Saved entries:
━━━━━━━━━━━━━━━━━━━━
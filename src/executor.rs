use async_trait::async_trait;
use tracing::trace;

use crate::context::ExecContext;
use crate::error::SqlScopeError;
use crate::params::{NamedParams, bind_params};
use crate::pool::ConfigAndPool;
use crate::results::ResultSet;
use crate::translation::StatementKind;

impl ConfigAndPool {
    /// Translate, bind, and run one statement.
    ///
    /// Reads return their rows. Everything else returns the execution summary
    /// (`affected_rows`, `last_insert_id`). The statement runs inside the context's transaction
    /// when there is one, otherwise on a connection checked out for this call.
    ///
    /// # Errors
    /// - `MissingParameter` if `params` lacks a name used in `query` (nothing reaches the backend);
    /// - `PrepareError` if the backend rejects the statement;
    /// - `RollbackOnly` if the context's transaction is doomed;
    /// - `DeadlineExceeded` if the context's deadline passes first;
    /// - the backend's execution error otherwise.
    pub async fn query(
        &self,
        ctx: &ExecContext,
        query: &str,
        params: &NamedParams,
    ) -> Result<ResultSet, SqlScopeError> {
        let translated = self.translator().translate(query);
        let values = bind_params(params, &translated.names)?;
        let kind = StatementKind::classify(&translated.sql);
        trace!(sql = %translated.sql, ?kind, params = values.len(), "query");

        match ctx.transaction() {
            Some(tx) => {
                self.ensure_same_pool(tx)?;
                ctx.bounded("executing a statement", async {
                    let conn = tx.connection().await?;
                    conn.run_statement(&translated.sql, &values, kind).await
                })
                .await
            }
            None => {
                ctx.bounded("executing a statement", async {
                    let conn = self.get_connection().await?;
                    conn.run_statement(&translated.sql, &values, kind).await
                })
                .await
            }
        }
    }

    /// Run one write statement once per parameter mapping, preparing it only once.
    ///
    /// The summary holds the sum of affected rows and the last execution's generated id. An
    /// empty batch returns a zero summary. Iterations that already ran are not undone when a
    /// later one fails, unless the whole call ran in a transaction that rolls back.
    ///
    /// # Errors
    /// - `OperationNotPermitted` for a `select` statement, whatever the parameters;
    /// - `MissingParameter` from the first mapping that lacks a name;
    /// - the same backend, transaction, and deadline errors as [`ConfigAndPool::query`].
    pub async fn query_bulk(
        &self,
        ctx: &ExecContext,
        query: &str,
        batch: &[NamedParams],
    ) -> Result<ResultSet, SqlScopeError> {
        if StatementKind::classify(query) == StatementKind::Read {
            return Err(SqlScopeError::OperationNotPermitted(
                "select statements cannot be run in bulk".to_string(),
            ));
        }
        let translated = self.translator().translate(query);
        trace!(sql = %translated.sql, iterations = batch.len(), "bulk query");

        match ctx.transaction() {
            Some(tx) => {
                self.ensure_same_pool(tx)?;
                ctx.bounded("executing a bulk statement", async {
                    let conn = tx.connection().await?;
                    conn.run_bulk(&translated.sql, &translated.names, batch).await
                })
                .await
            }
            None => {
                ctx.bounded("executing a bulk statement", async {
                    let conn = self.get_connection().await?;
                    conn.run_bulk(&translated.sql, &translated.names, batch).await
                })
                .await
            }
        }
    }

    /// Run parameterless SQL text as-is, e.g. a schema script of several statements.
    ///
    /// # Errors
    /// Returns the backend error of the first failing statement, or the transaction and deadline
    /// errors of [`ConfigAndPool::query`].
    pub async fn execute_batch(&self, ctx: &ExecContext, sql: &str) -> Result<(), SqlScopeError> {
        trace!(sql, "batch");
        match ctx.transaction() {
            Some(tx) => {
                self.ensure_same_pool(tx)?;
                ctx.bounded("executing a batch", async {
                    let conn = tx.connection().await?;
                    conn.run_batch(sql).await
                })
                .await
            }
            None => {
                ctx.bounded("executing a batch", async {
                    let conn = self.get_connection().await?;
                    conn.run_batch(sql).await
                })
                .await
            }
        }
    }
}

/// Statement execution surface shared by anything that can run named-parameter SQL.
#[async_trait]
pub trait AsyncDatabaseExecutor {
    /// Executes a single statement and returns rows for reads or a summary for writes.
    async fn query(
        &self,
        ctx: &ExecContext,
        query: &str,
        params: &NamedParams,
    ) -> Result<ResultSet, SqlScopeError>;

    /// Executes one write statement per parameter mapping.
    async fn query_bulk(
        &self,
        ctx: &ExecContext,
        query: &str,
        batch: &[NamedParams],
    ) -> Result<ResultSet, SqlScopeError>;

    /// Executes parameterless SQL, possibly several statements.
    async fn execute_batch(&self, ctx: &ExecContext, sql: &str) -> Result<(), SqlScopeError>;
}

#[async_trait]
impl AsyncDatabaseExecutor for ConfigAndPool {
    async fn query(
        &self,
        ctx: &ExecContext,
        query: &str,
        params: &NamedParams,
    ) -> Result<ResultSet, SqlScopeError> {
        ConfigAndPool::query(self, ctx, query, params).await
    }

    async fn query_bulk(
        &self,
        ctx: &ExecContext,
        query: &str,
        batch: &[NamedParams],
    ) -> Result<ResultSet, SqlScopeError> {
        ConfigAndPool::query_bulk(self, ctx, query, batch).await
    }

    async fn execute_batch(&self, ctx: &ExecContext, sql: &str) -> Result<(), SqlScopeError> {
        ConfigAndPool::execute_batch(self, ctx, sql).await
    }
}
use std::sync::Arc;

use rusqlite::Statement;
use rusqlite::types::ValueRef;

use super::params::Params;
use crate::error::SqlScopeError;
use crate::results::ResultSet;
use crate::types::RowValues;

/// Extract a `RowValues` from a `SQLite` row.
///
/// # Errors
/// Returns `SqlScopeError` if the column cannot be read.
pub fn sqlite_extract_value_sync(
    row: &rusqlite::Row,
    idx: usize,
) -> Result<RowValues, SqlScopeError> {
    let value = match row.get_ref(idx)? {
        ValueRef::Null => RowValues::Null,
        ValueRef::Integer(i) => RowValues::Int(i),
        ValueRef::Real(f) => RowValues::Float(f),
        ValueRef::Text(bytes) => RowValues::Text(String::from_utf8_lossy(bytes).into_owned()),
        ValueRef::Blob(b) => RowValues::Blob(b.to_vec()),
    };
    Ok(value)
}

/// Run a prepared read and collect every row.
///
/// # Errors
/// Returns the rusqlite error raised while stepping or decoding rows.
pub fn build_result_set(stmt: &mut Statement, params: &Params) -> Result<ResultSet, SqlScopeError> {
    let column_names: Vec<String> = stmt
        .column_names()
        .iter()
        .map(std::string::ToString::to_string)
        .collect();
    let col_count = column_names.len();

    let mut result_set = ResultSet::with_capacity(10);
    result_set.set_column_names(Arc::new(column_names));

    let mut rows_iter = stmt.query(params.as_params())?;
    while let Some(row) = rows_iter.next()? {
        let mut row_values = Vec::with_capacity(col_count);
        for i in 0..col_count {
            row_values.push(sqlite_extract_value_sync(row, i)?);
        }
        result_set.add_row_values(row_values);
    }

    Ok(result_set)
}
use std::time::Duration;

use serde::Deserialize;

use crate::error::SqlScopeError;
use crate::pool::{ConfigAndPool, PoolOptions};
use crate::types::DatabaseType;

/// Serializable description of a pool, e.g. one section of an application's config file.
///
/// ```json
/// { "db_type": "sqlite", "path": "app.db", "pool": { "pool_size": 4 } }
/// ```
#[derive(Debug, Clone, Deserialize)]
pub struct DatabaseConfig {
    pub db_type: DatabaseType,
    /// `SQLite` database file.
    #[serde(default)]
    pub path: Option<String>,
    #[serde(default)]
    pub host: Option<String>,
    #[serde(default)]
    pub port: Option<u16>,
    #[serde(default)]
    pub dbname: Option<String>,
    #[serde(default)]
    pub user: Option<String>,
    #[serde(default)]
    pub password: Option<String>,
    /// `SQLite` busy timeout in milliseconds.
    #[serde(default)]
    pub busy_timeout_ms: Option<u64>,
    #[serde(default)]
    pub pool: PoolOptions,
}

impl DatabaseConfig {
    /// Parse a config from JSON text.
    ///
    /// # Errors
    /// Returns `SqlScopeError::ConfigError` if the text is not a valid config.
    pub fn from_json(text: &str) -> Result<Self, SqlScopeError> {
        serde_json::from_str(text)
            .map_err(|e| SqlScopeError::ConfigError(format!("invalid database config: {e}")))
    }
}

impl ConfigAndPool {
    /// Build a pool from a [`DatabaseConfig`].
    ///
    /// # Errors
    /// Returns `SqlScopeError::ConfigError` when a field the backend needs is missing, or any
    /// error from building the pool.
    pub async fn from_config(config: DatabaseConfig) -> Result<Self, SqlScopeError> {
        match config.db_type {
            #[cfg(feature = "sqlite")]
            DatabaseType::Sqlite => {
                let path = config.path.ok_or_else(|| {
                    SqlScopeError::ConfigError("path is required for sqlite".to_string())
                })?;
                let mut opts = crate::sqlite::SqliteOptions::new(path);
                if let Some(ms) = config.busy_timeout_ms {
                    opts.busy_timeout = Duration::from_millis(ms);
                }
                opts.pool = config.pool;
                ConfigAndPool::new_sqlite(opts).await
            }
            #[cfg(feature = "postgres")]
            DatabaseType::Postgres => {
                let opts = crate::postgres::PostgresOptions {
                    host: config.host,
                    port: config.port,
                    dbname: config.dbname,
                    user: config.user,
                    password: config.password,
                    pool: config.pool,
                };
                ConfigAndPool::new_postgres(opts).await
            }
        }
    }
}
#![allow(dead_code)]

use sql_scope::prelude::*;
use tempfile::TempDir;

pub const SAMPLE_SCHEMA: &str = "CREATE TABLE sample (
    id INTEGER PRIMARY KEY AUTOINCREMENT,
    name TEXT NOT NULL,
    password TEXT NOT NULL
);";

pub const INSERT_SAMPLE: &str = "insert into sample(name, password) values (?name, ?password)";
pub const INSERT_MISSING_TABLE: &str = "insert into nope(name) values (?name)";

/// A file-backed SQLite pool that lives as long as its temp directory.
pub struct TestDb {
    pub db: ConfigAndPool,
    pub dir: TempDir,
}

impl TestDb {
    pub fn path(&self) -> String {
        self.dir.path().join("scope.db").to_string_lossy().into_owned()
    }
}

pub async fn sqlite_db_with(
    configure: impl FnOnce(SqliteOptionsBuilder) -> SqliteOptionsBuilder,
) -> TestDb {
    let dir = tempfile::tempdir().unwrap();
    let path = dir.path().join("scope.db").to_string_lossy().into_owned();
    let db = configure(ConfigAndPool::sqlite_builder(path).pool_size(4))
        .build()
        .await
        .unwrap();
    db.execute_batch(&ExecContext::new(), SAMPLE_SCHEMA)
        .await
        .unwrap();
    TestDb { db, dir }
}

pub async fn sqlite_db() -> TestDb {
    sqlite_db_with(|b| b).await
}

pub fn sample(name: &str, password: &str) -> NamedParams {
    named_params! { "name" => name, "password" => password }
}

pub async fn count(db: &ConfigAndPool) -> i64 {
    let rs = db
        .query(
            &ExecContext::new(),
            "select count(*) as n from sample",
            &named_params! {},
        )
        .await
        .unwrap();
    *rs.results[0].get("n").and_then(RowValues::as_int).unwrap()
}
━━━━━━━━━━━━━━━━━━━━
#### EXERCISE INSTRUCTIONS:
Could you please copy the lines above exactly, beginning at the first and ending at the line that contains "use crate::translation::StatementKind;"?

#### ANSWER BOX:
filename src/executor.rs
use async_trait::async_trait;
use tracing::trace;

use crate::context::ExecContext;
use crate::error::SqlScopeError;
use crate::params::{NamedParams, bind_params};
use crate::pool::ConfigAndPool;
use crate::results::ResultSet;
use crate::translation::StatementKind;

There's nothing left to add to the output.